# because they grow so fast...



## RiverRun (Jun 29, 2011)

I didn't realize how long it had been since I took pictures of my little guy. I tried to snap a few tonight, probably should have attempted this while the sun was still out, but oh well! 
Enjoy!
Hansel(roughly somewhere between 3-4 months old)

















































that's my amazing little parvo survivor. Two days ago he was on the couch unable to move and scaring the life outta me.


----------



## rannmiller (Jun 27, 2008)

Awww what a cutie!


----------



## Felix (Oct 9, 2012)

Such a cutie patootie!


----------



## Herzo (Feb 5, 2011)

Looks like he is doing very well. How in the world can a dog improve so fast. Sometimes takes me a week or two.


----------



## meggels (May 30, 2010)

oh my god...he is too cute. love his smile


----------



## jaber6 (Feb 21, 2013)

Very cute!
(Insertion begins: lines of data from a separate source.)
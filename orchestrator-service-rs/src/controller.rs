// orchestrator-service-rs/src/controller.rs
// The orchestration loop for a single request.
//
// Each iteration resolves the current stage, runs it under a timeout and
// retry budget, validates what it returned, asks the routing engine for a
// decision and applies that decision to the record. Execution per record
// is strictly sequential; independent records can run on separate tasks.

use std::sync::Arc;
use std::time::Duration;

use action_ledger::MemoryStore;
use agent_registry::{Stage, StageRegistry};
use chrono::Utc;
use data_router::RoutingTable;
use error_handling::{log_structured_error, with_correlation_id, RetryConfig, RetryPolicy, RetryResult, ServiceError};
use metrics::increment_counter;
use shared_types::{
    reasons, ControllerSettings, HandoffEntry, HistoryRole, RecordStatus, RequestRecord, RoutingDecision,
    StageExecutionError, StageId, StageOutput,
};
use tokio::time::Instant;
use tracing::{debug, info, instrument, warn};

use crate::checkpoint::CheckpointWriter;
use crate::error::OrchestratorError;

enum StageRun {
    Completed(StageOutput),
    Exhausted { error: StageExecutionError, attempts: usize },
    DeadlineExceeded,
}

pub struct Controller {
    registry: Arc<StageRegistry>,
    table: RoutingTable,
    store: Arc<dyn MemoryStore>,
    settings: ControllerSettings,
    retry: RetryPolicy,
}

impl Controller {
    pub fn new(
        registry: Arc<StageRegistry>,
        table: RoutingTable,
        store: Arc<dyn MemoryStore>,
        settings: ControllerSettings,
    ) -> Self {
        // All stage failures count against the same attempt budget
        let retry = RetryPolicy::new(
            "stage-execution",
            Some(RetryConfig {
                max_attempts: settings.attempt_limit.max(1),
                base_backoff: Duration::from_millis(settings.retry_base_backoff_ms),
                max_backoff: Duration::from_millis(settings.retry_max_backoff_ms.max(settings.retry_base_backoff_ms)),
                jitter_factor: settings.retry_jitter,
                retry_only_transient: false,
                record_metrics: true,
            }),
        );

        Self {
            registry,
            table,
            store,
            settings,
            retry,
        }
    }

    /// Drives `record` until a terminal decision. Returns a frozen record
    /// unless a programming or configuration defect is detected.
    pub async fn run(&self, record: RequestRecord, deadline: Option<Duration>) -> Result<RequestRecord, OrchestratorError> {
        let request_id = record.request_id().to_string();
        with_correlation_id(request_id, self.drive(record, deadline)).await
    }

    #[instrument(name = "orchestrator_run", skip(self, record, deadline), fields(request_id = %record.request_id()))]
    async fn drive(&self, record: RequestRecord, deadline: Option<Duration>) -> Result<RequestRecord, OrchestratorError> {
        if record.is_terminal() {
            debug!("Record already terminal, nothing to run");
            return Ok(record);
        }

        let rules = match record.rules_snapshot() {
            Some(snapshot) => Arc::new(snapshot.clone()),
            None => self.table.snapshot(),
        };
        let engine = self.table.engine_for(rules);
        let max_handoffs = engine.rules().max_handoffs;
        // A deadline too far out to represent is no deadline at all
        let deadline_at = deadline
            .or_else(|| self.settings.deadline())
            .and_then(|d| Instant::now().checked_add(d));

        let checkpoints = CheckpointWriter::spawn(
            Arc::clone(&self.store),
            record.request_id(),
            self.settings.checkpoint_queue,
        );

        let mut record = record;
        let outcome: Result<(), OrchestratorError> = loop {
            let current = record.current_stage().clone();

            if deadline_at.is_some_and(|at| Instant::now() >= at) {
                break self.terminate(&mut record, &current, reasons::DEADLINE_EXCEEDED, None);
            }

            let stage = match self.registry.resolve(&current) {
                Ok(stage) => stage,
                Err(e) => {
                    warn!(stage = %current, error = %e, "Stage could not be resolved");
                    break self.terminate(&mut record, &current, reasons::STAGE_UNAVAILABLE, Some(e.to_string()));
                }
            };
            if stage.id() != &current {
                break Err(OrchestratorError::StageMismatch {
                    expected: current,
                    found: stage.id().clone(),
                });
            }

            let output = match self.execute_stage(stage, &record, deadline_at).await {
                StageRun::Completed(output) => output,
                StageRun::Exhausted { error, attempts } => {
                    log_structured_error(&error.to_error());
                    let detail = format!("stage {} failed after {} attempt(s): {}", current, attempts, error.cause);
                    break self.terminate(&mut record, &current, reasons::STAGE_UNAVAILABLE, Some(detail));
                }
                StageRun::DeadlineExceeded => {
                    break self.terminate(&mut record, &current, reasons::DEADLINE_EXCEEDED, None);
                }
            };

            let StageOutput { record: next, signal } = output;
            record = next;

            let mut decision = engine.decide(&record, &signal, record.handoff_trail());
            if !decision.is_terminal() && record.handoff_trail().len() + 1 >= max_handoffs {
                // The engine reserves the last trail slot for an escalation;
                // getting here means that bound was bypassed.
                let violation = format!(
                    "{}: {} would leave no room under max_handoffs={}",
                    reasons::LOOP_SAFETY,
                    decision,
                    max_handoffs
                );
                log_structured_error(
                    &error_handling::Error::new(error_handling::ErrorKind::LoopSafety, violation.clone())
                        .service("orchestrator")
                        .severity(error_handling::Severity::Critical),
                );
                decision = RoutingDecision::Escalate(violation);
            }

            info!(
                stage = %current,
                decision = decision.kind().as_str(),
                reason = %decision.reason(),
                explanation = %engine.explain(&decision, &signal),
                "Routing decision"
            );

            if let Err(e) = apply_decision(&mut record, &current, &decision) {
                break Err(e.into());
            }
            checkpoints.submit(&record);

            if record.is_terminal() {
                break Ok(());
            }
        };

        match outcome {
            Ok(()) => {
                if !checkpoints.finish(Some(&record)).await {
                    warn!("Terminal record was not durably checkpointed");
                }
                info!(
                    status = ?record.status(),
                    stage = %record.current_stage(),
                    handoffs = record.handoff_trail().len(),
                    "Run finished"
                );
                Ok(record)
            }
            Err(e) => {
                checkpoints.finish(None).await;
                log_structured_error(&e.to_error());
                Err(e)
            }
        }
    }

    async fn execute_stage(
        &self,
        stage: Arc<dyn Stage>,
        record: &RequestRecord,
        deadline_at: Option<Instant>,
    ) -> StageRun {
        let stage_id = stage.id().clone();
        let timeout = self.settings.stage_timeout(&stage_id);
        let operation = format!("stage:{}", stage_id);

        let attempts = self.retry.retry(&operation, |attempt| {
            let stage = Arc::clone(&stage);
            let stage_id = stage_id.clone();
            let input = record.clone();
            async move {
                increment_counter!("stage_attempts_total", "stage" => stage_id.to_string());
                debug!(stage = %stage_id, attempt, "Executing stage");

                let output = match tokio::time::timeout(timeout, stage.execute(input.clone())).await {
                    Ok(result) => result?,
                    Err(_) => return Err(StageExecutionError::timeout(&stage_id, timeout)),
                };
                validate_output(&stage_id, &input, &output)?;
                Ok(output)
            }
        });

        let result = match deadline_at {
            Some(at) => match tokio::time::timeout_at(at, attempts).await {
                Ok(result) => result,
                Err(_) => return StageRun::DeadlineExceeded,
            },
            None => attempts.await,
        };

        match result {
            RetryResult::Success { value, .. } => StageRun::Completed(value),
            RetryResult::Failure { error, attempts } => StageRun::Exhausted { error, attempts },
        }
    }

    /// Ends the run with an escalation decided by the controller itself
    fn terminate(
        &self,
        record: &mut RequestRecord,
        current: &StageId,
        reason: &str,
        detail: Option<String>,
    ) -> Result<(), OrchestratorError> {
        warn!(stage = %current, reason, detail = detail.as_deref().unwrap_or(""), "Escalating run");
        if let Some(detail) = detail {
            record.append_history(current, HistoryRole::System, detail)?;
        }
        apply_decision(record, current, &RoutingDecision::Escalate(reason.to_string()))?;
        Ok(())
    }
}

fn apply_decision(
    record: &mut RequestRecord,
    current: &StageId,
    decision: &RoutingDecision,
) -> Result<(), shared_types::RecordError> {
    let to_stage = match decision {
        RoutingDecision::HandoffTo(target, _) => target.clone(),
        _ => current.clone(),
    };
    record.record_decision(HandoffEntry {
        from_stage: current.clone(),
        to_stage: to_stage.clone(),
        reason: decision.reason().to_string(),
        decision_kind: decision.kind(),
        timestamp: Utc::now(),
    })?;

    increment_counter!("routing_decisions_total", "kind" => decision.kind().as_str());
    match decision {
        RoutingDecision::ContinueCurrent => Ok(()),
        RoutingDecision::HandoffTo(..) => record.set_current_stage(to_stage),
        RoutingDecision::End(_) => record.freeze(RecordStatus::Completed),
        RoutingDecision::Escalate(reason) => {
            increment_counter!("escalations_total", "reason" => escalation_label(reason));
            record.freeze(RecordStatus::Escalated)
        }
    }
}

fn escalation_label(reason: &str) -> &'static str {
    [
        reasons::HANDOFF_LIMIT,
        reasons::HUMAN_REQUIRED,
        reasons::STAGE_UNAVAILABLE,
        reasons::DEADLINE_EXCEEDED,
        reasons::LOOP_SAFETY,
    ]
    .into_iter()
    .find(|known| reason.starts_with(known))
    .unwrap_or("other")
}

/// A stage may only extend the record: same identity, same position, same
/// trail, gap-free history with at least one new entry, and an artifact
/// that is never replaced.
fn validate_output(stage_id: &StageId, input: &RequestRecord, output: &StageOutput) -> Result<(), StageExecutionError> {
    let next = &output.record;
    let invalid = |detail: &str| Err(StageExecutionError::invalid_output(stage_id, detail));

    if next.request_id() != input.request_id() || next.raw_input() != input.raw_input() {
        return invalid("returned a different request");
    }
    if next.current_stage() != input.current_stage() {
        return invalid("changed the current stage");
    }
    if next.handoff_trail() != input.handoff_trail() {
        return invalid("modified the handoff trail");
    }
    if next.status() != RecordStatus::InFlight {
        return invalid("changed the record status");
    }
    if next.rules_snapshot() != input.rules_snapshot() {
        return invalid("replaced the routing rules snapshot");
    }
    if let Some(artifact) = input.artifact() {
        if next.artifact() != Some(artifact) {
            return invalid("replaced the artifact");
        }
    }

    next.verify_history().map_err(|e| StageExecutionError::new(stage_id, e))?;
    let before = input.history();
    if next.history().len() <= before.len() {
        return invalid("appended no history entry");
    }
    if &next.history()[..before.len()] != before {
        return invalid("rewrote existing history");
    }
    Ok(())
}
And amazing that he just got over Parvo that quickly. What a trooper!


----------



## RiverRun (Jun 29, 2011)

Herzo said:


> Looks like he is doing very well. How in the world can a dog improve so fast. Sometimes takes me a week or two.


gosh I know! I wish we could do that! Have the flu one day, and be perfectly fine the next!


----------